WHAT YOU SHOULD DO. Using the entries below, output each line exactly from the first through the one that contains "use thiserror::Error;".

Start of EXTRACTED MATERIAL

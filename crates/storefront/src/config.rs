//! Storefront configuration loaded from environment variables.
//!
//! # Environment Variables
//!
//! ## Required
//! - `VERGER_API_URL` - Base URL of the storefront backend
//!
//! ## Optional
//! - `VERGER_STATE_DIR` - Directory for the persisted cart and token (default: .verger)
//! - `VERGER_CURRENCY` - ISO 4217 currency of prices (default: EUR)
//! - `VERGER_DELIVERY_FEE` - Flat home delivery fee (default: 5.00)
//! - `VERGER_REDIRECT_DELAY_MS` - Delay before leaving a completed checkout (default: 1500)
//! - `VERGER_HTTP_TIMEOUT_SECS` - Backend request timeout (default: 30)
//! - `STRIPE_PUBLISHABLE_KEY` - Card widget key; must be a publishable `pk_` key
//! - `PAYPAL_CLIENT_ID` - PayPal buttons client ID
//! - `SENTRY_DSN` - Sentry error tracking DSN
//! - `SENTRY_ENVIRONMENT` - Sentry environment name

use std::path::PathBuf;
use std::str::FromStr;
use std::time::Duration;

use rust_decimal::Decimal;
use thiserror::Error;
use url::Url;

use verger_core::CurrencyCode;

const DEFAULT_STATE_DIR: &str = ".verger";
const DEFAULT_DELIVERY_FEE: &str = "5.00";
const DEFAULT_REDIRECT_DELAY_MS: &str = "1500";
const DEFAULT_HTTP_TIMEOUT_SECS: &str = "30";

/// Key prefixes that must never ship to a client.
const SECRET_KEY_PREFIXES: &[&str] = &["sk_", "rk_"];

/// Configuration errors that can occur during loading.
#[derive(Debug, Error)]
pub enum ConfigError {
    #[error("Missing environment variable: {0}")]
    MissingEnvVar(String),
    #[error("Invalid environment variable {0}: {1}")]
    InvalidEnvVar(String, String),
    #[error("Insecure key in {0}: {1}")]
    InsecureKey(String, String),
}

/// Storefront client configuration.
#[derive(Debug, Clone)]
pub struct StorefrontConfig {
    /// Backend base URL
    pub api_url: Url,
    /// Directory holding persisted state
    pub state_dir: PathBuf,
    /// Backend request timeout
    pub http_timeout: Duration,
    /// Checkout pricing and navigation settings
    pub checkout: CheckoutSettings,
    /// Payment widget configuration
    pub payments: PaymentConfig,
    /// Sentry DSN for error tracking
    pub sentry_dsn: Option<String>,
    /// Sentry environment name
    pub sentry_environment: Option<String>,
}

/// Checkout pricing and navigation settings.
#[derive(Debug, Clone, PartialEq, Eq)]
pub struct CheckoutSettings {
    /// Flat fee added to delivery orders
    pub delivery_fee: Decimal,
    /// Currency of every amount
    pub currency: CurrencyCode,
    /// Delay before redirecting to order history after a completed checkout
    pub redirect_delay: Duration,
}

impl Default for CheckoutSettings {
    fn default() -> Self {
        Self {
            delivery_fee: Decimal::new(500, 2),
            currency: CurrencyCode::EUR,
            redirect_delay: Duration::from_millis(1500),
        }
    }
}

/// Client-side payment widget configuration.
///
/// Both values are public identifiers; secret keys are rejected at load.
#[derive(Debug, Clone, Default, PartialEq, Eq)]
pub struct PaymentConfig {
    /// Stripe publishable key (`pk_...`)
    pub stripe_publishable_key: Option<String>,
    /// PayPal client ID
    pub paypal_client_id: Option<String>,
}

impl PaymentConfig {
    /// Whether card payments can be offered.
    #[must_use]
    pub const fn card_enabled(&self) -> bool {
        self.stripe_publishable_key.is_some()
    }

    /// Whether PayPal can be offered.
    #[must_use]
    pub const fn paypal_enabled(&self) -> bool {
        self.paypal_client_id.is_some()
    }
}

impl StorefrontConfig {
    /// Load configuration from environment variables.
    ///
    /// Calls `dotenvy::dotenv()` to load from `.env` file if present.
    ///
    /// # Errors
    ///
    /// Returns `ConfigError` if required variables are missing or invalid,
    /// or if a secret payment key is configured where a public one belongs.
    pub fn from_env() -> Result<Self, ConfigError> {
        // Load .env file if present (ignore errors if not found)
        let _ = dotenvy::dotenv();
        Self::from_lookup(|key| std::env::var(key).ok())
    }

    /// Load configuration from an arbitrary variable lookup.
    ///
    /// # Errors
    ///
    /// Same as [`from_env`](Self::from_env).
    pub fn from_lookup(lookup: impl Fn(&str) -> Option<String>) -> Result<Self, ConfigError> {
        let env = Env(&lookup);

        let api_url = env.required("VERGER_API_URL")?;
        let api_url = Url::parse(&api_url)
            .map_err(|e| ConfigError::InvalidEnvVar("VERGER_API_URL".to_string(), e.to_string()))?;
        if !matches!(api_url.scheme(), "http" | "https") {
            return Err(ConfigError::InvalidEnvVar(
                "VERGER_API_URL".to_string(),
                format!("unsupported scheme '{}'", api_url.scheme()),
            ));
        }

        let state_dir = PathBuf::from(env.or_default("VERGER_STATE_DIR", DEFAULT_STATE_DIR));
        let http_timeout = Duration::from_secs(
            env.parsed("VERGER_HTTP_TIMEOUT_SECS", DEFAULT_HTTP_TIMEOUT_SECS)?,
        );

        let checkout = CheckoutSettings::from_env(&env)?;
        let payments = PaymentConfig::from_env(&env)?;

        Ok(Self {
            api_url,
            state_dir,
            http_timeout,
            checkout,
            payments,
            sentry_dsn: env.optional("SENTRY_DSN"),
            sentry_environment: env.optional("SENTRY_ENVIRONMENT"),
        })
    }
}

impl CheckoutSettings {
    fn from_env(env: &Env<'_>) -> Result<Self, ConfigError> {
        let delivery_fee: Decimal = env.parsed("VERGER_DELIVERY_FEE", DEFAULT_DELIVERY_FEE)?;
        if delivery_fee.is_sign_negative() {
            return Err(ConfigError::InvalidEnvVar(
                "VERGER_DELIVERY_FEE".to_string(),
                "must not be negative".to_string(),
            ));
        }

        Ok(Self {
            delivery_fee,
            currency: env.parsed("VERGER_CURRENCY", "EUR")?,
            redirect_delay: Duration::from_millis(
                env.parsed("VERGER_REDIRECT_DELAY_MS", DEFAULT_REDIRECT_DELAY_MS)?,
            ),
        })
    }
}

impl PaymentConfig {
    fn from_env(env: &Env<'_>) -> Result<Self, ConfigError> {
        let stripe_publishable_key = env.optional("STRIPE_PUBLISHABLE_KEY");
        if let Some(key) = &stripe_publishable_key {
            validate_publishable_key(key, "STRIPE_PUBLISHABLE_KEY")?;
        }

        Ok(Self {
            stripe_publishable_key,
            paypal_client_id: env.optional("PAYPAL_CLIENT_ID"),
        })
    }
}

// =============================================================================
// Helper Functions
// =============================================================================

struct Env<'a>(&'a dyn Fn(&str) -> Option<String>);

impl Env<'_> {
    /// Get a required environment variable.
    fn required(&self, key: &str) -> Result<String, ConfigError> {
        self.optional(key)
            .ok_or_else(|| ConfigError::MissingEnvVar(key.to_string()))
    }

    /// Get an optional environment variable. Blank values count as unset.
    fn optional(&self, key: &str) -> Option<String> {
        (self.0)(key)
            .map(|value| value.trim().to_string())
            .filter(|value| !value.is_empty())
    }

    /// Get an environment variable with a default value.
    fn or_default(&self, key: &str, default: &str) -> String {
        self.optional(key).unwrap_or_else(|| default.to_string())
    }

    /// Parse an environment variable, falling back to a default value.
    fn parsed<T>(&self, key: &str, default: &str) -> Result<T, ConfigError>
    where
        T: FromStr,
        T::Err: std::fmt::Display,
    {
        self.or_default(key, default)
            .parse::<T>()
            .map_err(|e| ConfigError::InvalidEnvVar(key.to_string(), e.to_string()))
    }
}

/// Validate that a payment key is a publishable key and not a secret one.
fn validate_publishable_key(key: &str, var_name: &str) -> Result<(), ConfigError> {
    if let Some(prefix) = SECRET_KEY_PREFIXES.iter().find(|p| key.starts_with(**p)) {
        return Err(ConfigError::InsecureKey(
            var_name.to_string(),
            format!("'{prefix}' keys are secret and must never ship to a client"),
        ));
    }
    if !key.starts_with("pk_") {
        return Err(ConfigError::InvalidEnvVar(
            var_name.to_string(),
            "expected a publishable key starting with 'pk_'".to_string(),
        ));
    }
    Ok(())
}

#[cfg(test)]
#[allow(clippy::unwrap_used)]
mod tests {
    use std::collections::HashMap;

    use super::*;

    fn load(vars: &[(&str, &str)]) -> Result<StorefrontConfig, ConfigError> {
        let vars: HashMap<String, String> = vars
            .iter()
            .map(|(k, v)| ((*k).to_string(), (*v).to_string()))
            .collect();
        StorefrontConfig::from_lookup(|key| vars.get(key).cloned())
    }

    #[test]
    fn test_defaults() {
        let config = load(&[("VERGER_API_URL", "https://api.verger.example/v1")]).unwrap();
        assert_eq!(config.api_url.as_str(), "https://api.verger.example/v1");
        assert_eq!(config.state_dir, PathBuf::from(".verger"));
        assert_eq!(config.http_timeout, Duration::from_secs(30));
        assert_eq!(config.checkout, CheckoutSettings::default());
        assert!(!config.payments.card_enabled());
        assert!(config.sentry_dsn.is_none());
    }

    #[test]
    fn test_missing_api_url() {
        let err = load(&[]).unwrap_err();
        assert!(matches!(err, ConfigError::MissingEnvVar(key) if key == "VERGER_API_URL"));
    }

    #[test]
    fn test_invalid_api_url() {
        assert!(matches!(
            load(&[("VERGER_API_URL", "not a url")]),
            Err(ConfigError::InvalidEnvVar(_, _))
        ));
        assert!(matches!(
            load(&[("VERGER_API_URL", "ftp://files.example")]),
            Err(ConfigError::InvalidEnvVar(_, _))
        ));
    }

    #[test]
    fn test_checkout_overrides() {
        let config = load(&[
            ("VERGER_API_URL", "http://localhost:4000"),
            ("VERGER_DELIVERY_FEE", "3.90"),
            ("VERGER_CURRENCY", "chf"),
            ("VERGER_REDIRECT_DELAY_MS", "0"),
        ])
        .unwrap();
        assert_eq!(config.checkout.delivery_fee, Decimal::new(390, 2));
        assert_eq!(config.checkout.currency, CurrencyCode::CHF);
        assert_eq!(config.checkout.redirect_delay, Duration::ZERO);
    }

    #[test]
    fn test_invalid_numbers() {
        assert!(matches!(
            load(&[
                ("VERGER_API_URL", "http://localhost:4000"),
                ("VERGER_DELIVERY_FEE", "-1")
            ]),
            Err(ConfigError::InvalidEnvVar(_, _))
        ));
        assert!(matches!(
            load(&[
                ("VERGER_API_URL", "http://localhost:4000"),
                ("VERGER_HTTP_TIMEOUT_SECS", "soon")
            ]),
            Err(ConfigError::InvalidEnvVar(_, _))
        ));
    }

    #[test]
    fn test_secret_stripe_key_rejected() {
        let err = load(&[
            ("VERGER_API_URL", "http://localhost:4000"),
            ("STRIPE_PUBLISHABLE_KEY", "sk_live_abc123"),
        ])
        .unwrap_err();
        assert!(matches!(err, ConfigError::InsecureKey(_, _)));
    }

    #[test]
    fn test_publishable_stripe_key_accepted() {
        let config = load(&[
            ("VERGER_API_URL", "http://localhost:4000"),
            ("STRIPE_PUBLISHABLE_KEY", "pk_test_abc123"),
            ("PAYPAL_CLIENT_ID", "  "),
        ])
        .unwrap();
        assert!(config.payments.card_enabled());
        assert!(!config.payments.paypal_enabled());
    }

    #[test]
    fn test_validate_publishable_key_prefix() {
        assert!(matches!(
            validate_publishable_key("abc", "TEST_VAR"),
            Err(ConfigError::InvalidEnvVar(_, _))
        ));
        assert!(validate_publishable_key("pk_live_x", "TEST_VAR").is_ok());
    }
}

End of EXTRACTED MATERIAL

EXERCISE SOLUTION.
filename crates/storefront/src/config.rs
//! Storefront configuration loaded from environment variables.
//!
//! # Environment Variables
//!
//! ## Required
//! - `VERGER_API_URL` - Base URL of the storefront backend
//!
//! ## Optional
//! - `VERGER_STATE_DIR` - Directory for the persisted cart and token (default: .verger)
//! - `VERGER_CURRENCY` - ISO 4217 currency of prices (default: EUR)
//! - `VERGER_DELIVERY_FEE` - Flat home delivery fee (default: 5.00)
//! - `VERGER_REDIRECT_DELAY_MS` - Delay before leaving a completed checkout (default: 1500)
//! - `VERGER_HTTP_TIMEOUT_SECS` - Backend request timeout (default: 30)
//! - `STRIPE_PUBLISHABLE_KEY` - Card widget key; must be a publishable `pk_` key
//! - `PAYPAL_CLIENT_ID` - PayPal buttons client ID
//! - `SENTRY_DSN` - Sentry error tracking DSN
//! - `SENTRY_ENVIRONMENT` - Sentry environment name

use std::path::PathBuf;
use std::str::FromStr;
use std::time::Duration;

use rust_decimal::Decimal;
use thiserror::Error;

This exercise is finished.